Only a number is expected: how many lines in the entries that follow contain the word "launched"?

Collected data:
::::
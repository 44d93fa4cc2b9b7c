//! Dynamic renderer capability
//!
//! Script-driven pages carry no contact data in their static markup. A
//! [`Renderer`] loads a page in a real browser, waits for client-side
//! rendering to settle and hands back the live DOM. The discovery run only
//! sees this trait, so tests substitute a fake returning canned HTML.

#[cfg(feature = "browser")]
mod browser;

#[cfg(feature = "browser")]
pub use browser::ChromeRenderer;

use crate::config::RendererConfig;
use async_trait::async_trait;
use std::sync::Arc;
use thiserror::Error;

/// Markup and anchors of a page after client-side rendering
#[derive(Debug, Clone, Default, PartialEq, Eq)]
pub struct RenderedPage {
    /// Serialized DOM after the settle delay
    pub html: String,
    /// Resolved `href` of every anchor in the live DOM
    pub anchors: Vec<String>,
}

/// Errors raised while rendering a page
#[derive(Debug, Error)]
pub enum RenderError {
    #[error("Renderer is disabled")]
    Disabled,

    #[error("Failed to start browser: {0}")]
    Session(String),

    #[error("Navigation to {url} failed: {message}")]
    Navigation { url: String, message: String },

    #[error("Browser command failed: {0}")]
    Command(String),
}

/// A browser able to render a page
///
/// Implementations must release any browser session they open before
/// returning, on success and on every error path.
#[async_trait]
pub trait Renderer: Send + Sync {
    async fn render(&self, url: &str) -> Result<RenderedPage, RenderError>;
}

/// Renderer used when rendering is switched off; every call fails with
/// [`RenderError::Disabled`]
#[derive(Debug, Clone, Copy, Default)]
pub struct DisabledRenderer;

#[async_trait]
impl Renderer for DisabledRenderer {
    async fn render(&self, _url: &str) -> Result<RenderedPage, RenderError> {
        Err(RenderError::Disabled)
    }
}

/// Builds the renderer described by configuration
///
/// Without the `browser` feature every build is a [`DisabledRenderer`].
pub fn build_renderer(config: &RendererConfig) -> Arc<dyn Renderer> {
    if !config.enabled {
        tracing::info!("Dynamic rendering disabled");
        return Arc::new(DisabledRenderer);
    }

    #[cfg(feature = "browser")]
    {
        match &config.executable {
            Some(path) => tracing::info!("Dynamic rendering via {}", path.display()),
            None => tracing::info!("Dynamic rendering via the system Chromium"),
        }
        Arc::new(ChromeRenderer::new(config))
    }

    #[cfg(not(feature = "browser"))]
    {
        tracing::warn!("Built without the browser feature, dynamic rendering disabled");
        Arc::new(DisabledRenderer)
    }
}
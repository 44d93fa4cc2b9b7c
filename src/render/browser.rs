//! Chromium renderer over the DevTools protocol
//!
//! Every render launches its own browser, loads the page, waits for
//! client-side rendering to settle and closes the browser before the call
//! returns. The protocol handler runs on a tokio task for the browser's
//! lifetime.

use crate::config::RendererConfig;
use crate::render::{RenderError, RenderedPage, Renderer};
use async_trait::async_trait;
use chromiumoxide::{Browser, BrowserConfig};
use futures::StreamExt;
use std::path::PathBuf;
use std::time::Duration;
use tokio::task::JoinHandle;

/// Upper bound for a single DevTools request, navigation included
const REQUEST_TIMEOUT: Duration = Duration::from_secs(60);

/// Collects the resolved href of every anchor in the live DOM
const ANCHOR_SCRIPT: &str = "Array.from(document.querySelectorAll('a')).map(a => a.href)";

/// Renderer backed by a locally launched Chrome or Chromium
#[derive(Debug, Clone)]
pub struct ChromeRenderer {
    executable: Option<PathBuf>,
    headless: bool,
    settle_delay: Duration,
}

impl ChromeRenderer {
    pub fn new(config: &RendererConfig) -> Self {
        Self {
            executable: config.executable.clone(),
            headless: config.headless,
            settle_delay: config.settle_delay(),
        }
    }

    /// Launch settings; fails when no executable is configured or detected
    fn browser_config(&self) -> Result<BrowserConfig, RenderError> {
        let mut builder = BrowserConfig::builder().request_timeout(REQUEST_TIMEOUT);
        if !self.headless {
            builder = builder.with_head();
        }
        if let Some(executable) = &self.executable {
            builder = builder.chrome_executable(executable);
        }
        builder.build().map_err(RenderError::Session)
    }

    /// Navigates, waits for the page to settle and reads back the DOM
    async fn drive(&self, browser: &Browser, url: &str) -> Result<RenderedPage, RenderError> {
        let navigation = |e: chromiumoxide::error::CdpError| RenderError::Navigation {
            url: url.to_string(),
            message: e.to_string(),
        };

        let page = browser.new_page(url).await.map_err(navigation)?;
        page.wait_for_navigation().await.map_err(navigation)?;

        tokio::time::sleep(self.settle_delay).await;

        let html = page
            .content()
            .await
            .map_err(|e| RenderError::Command(e.to_string()))?;

        let hrefs: Vec<String> = page
            .evaluate(ANCHOR_SCRIPT)
            .await
            .map_err(|e| RenderError::Command(e.to_string()))?
            .into_value()
            .map_err(|e| RenderError::Command(e.to_string()))?;

        Ok(RenderedPage {
            html,
            anchors: non_empty(hrefs),
        })
    }
}

#[async_trait]
impl Renderer for ChromeRenderer {
    async fn render(&self, url: &str) -> Result<RenderedPage, RenderError> {
        let (mut browser, mut handler) = Browser::launch(self.browser_config()?)
            .await
            .map_err(|e| RenderError::Session(e.to_string()))?;

        let events = tokio::spawn(async move {
            while let Some(event) = handler.next().await {
                if event.is_err() {
                    break;
                }
            }
        });
        tracing::debug!("Browser launched to render {}", url);

        let outcome = self.drive(&browser, url).await;
        release(&mut browser, events).await;
        outcome
    }
}

/// Closes the browser and stops its handler task; failures are only logged
async fn release(browser: &mut Browser, events: JoinHandle<()>) {
    if let Err(e) = browser.close().await {
        tracing::warn!("Failed to close browser: {}", e);
    }
    if let Err(e) = browser.wait().await {
        tracing::warn!("Browser process did not exit cleanly: {}", e);
    }
    events.abort();
}

/// Drops anchors without an href
fn non_empty(hrefs: Vec<String>) -> Vec<String> {
    hrefs.into_iter().filter(|href| !href.is_empty()).collect()
}
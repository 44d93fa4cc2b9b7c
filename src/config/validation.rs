use crate::config::types::{BatchConfig, Config, FetchConfig, RendererConfig, UserAgentConfig};
use crate::ConfigError;

const MAX_TIMEOUT_SECS: u64 = 60;
const MAX_REDIRECTS: usize = 20;
const MAX_SETTLE_MS: u64 = 30_000;
const MAX_WORKERS: usize = 64;

/// Validates the entire configuration
pub fn validate(config: &Config) -> Result<(), ConfigError> {
    validate_fetch_config(&config.fetch)?;
    validate_user_agent_config(&config.user_agent)?;
    validate_renderer_config(&config.renderer)?;
    validate_batch_config(&config.batch)?;
    Ok(())
}

/// Validates fetch configuration
fn validate_fetch_config(config: &FetchConfig) -> Result<(), ConfigError> {
    for (name, value) in [
        ("timeout_secs", config.timeout_secs),
        ("probe_timeout_secs", config.probe_timeout_secs),
    ] {
        if value < 1 || value > MAX_TIMEOUT_SECS {
            return Err(ConfigError::Validation(format!(
                "{} must be between 1 and {}, got {}",
                name, MAX_TIMEOUT_SECS, value
            )));
        }
    }

    if config.probe_timeout_secs > config.timeout_secs {
        return Err(ConfigError::Validation(format!(
            "probe_timeout_secs ({}) must not exceed timeout_secs ({})",
            config.probe_timeout_secs, config.timeout_secs
        )));
    }

    if config.max_redirects > MAX_REDIRECTS {
        return Err(ConfigError::Validation(format!(
            "max_redirects must be <= {}, got {}",
            MAX_REDIRECTS, config.max_redirects
        )));
    }

    Ok(())
}

/// Validates the client identities
fn validate_user_agent_config(config: &UserAgentConfig) -> Result<(), ConfigError> {
    if config.primary.trim().is_empty() {
        return Err(ConfigError::Validation(
            "primary user agent cannot be empty".to_string(),
        ));
    }

    if config.alternate.trim().is_empty() {
        return Err(ConfigError::Validation(
            "alternate user agent cannot be empty".to_string(),
        ));
    }

    Ok(())
}

/// Validates renderer configuration
///
/// The executable is checked even when rendering is disabled.
fn validate_renderer_config(config: &RendererConfig) -> Result<(), ConfigError> {
    if let Some(executable) = &config.executable {
        if executable.as_os_str().is_empty() {
            return Err(ConfigError::Validation(
                "executable cannot be empty".to_string(),
            ));
        }
    }

    if config.settle_ms > MAX_SETTLE_MS {
        return Err(ConfigError::Validation(format!(
            "settle_ms must be <= {}ms, got {}ms",
            MAX_SETTLE_MS, config.settle_ms
        )));
    }

    Ok(())
}

/// Validates batch configuration
fn validate_batch_config(config: &BatchConfig) -> Result<(), ConfigError> {
    if config.max_workers < 1 || config.max_workers > MAX_WORKERS {
        return Err(ConfigError::Validation(format!(
            "max_workers must be between 1 and {}, got {}",
            MAX_WORKERS, config.max_workers
        )));
    }
    Ok(())
}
::::
Reply: 2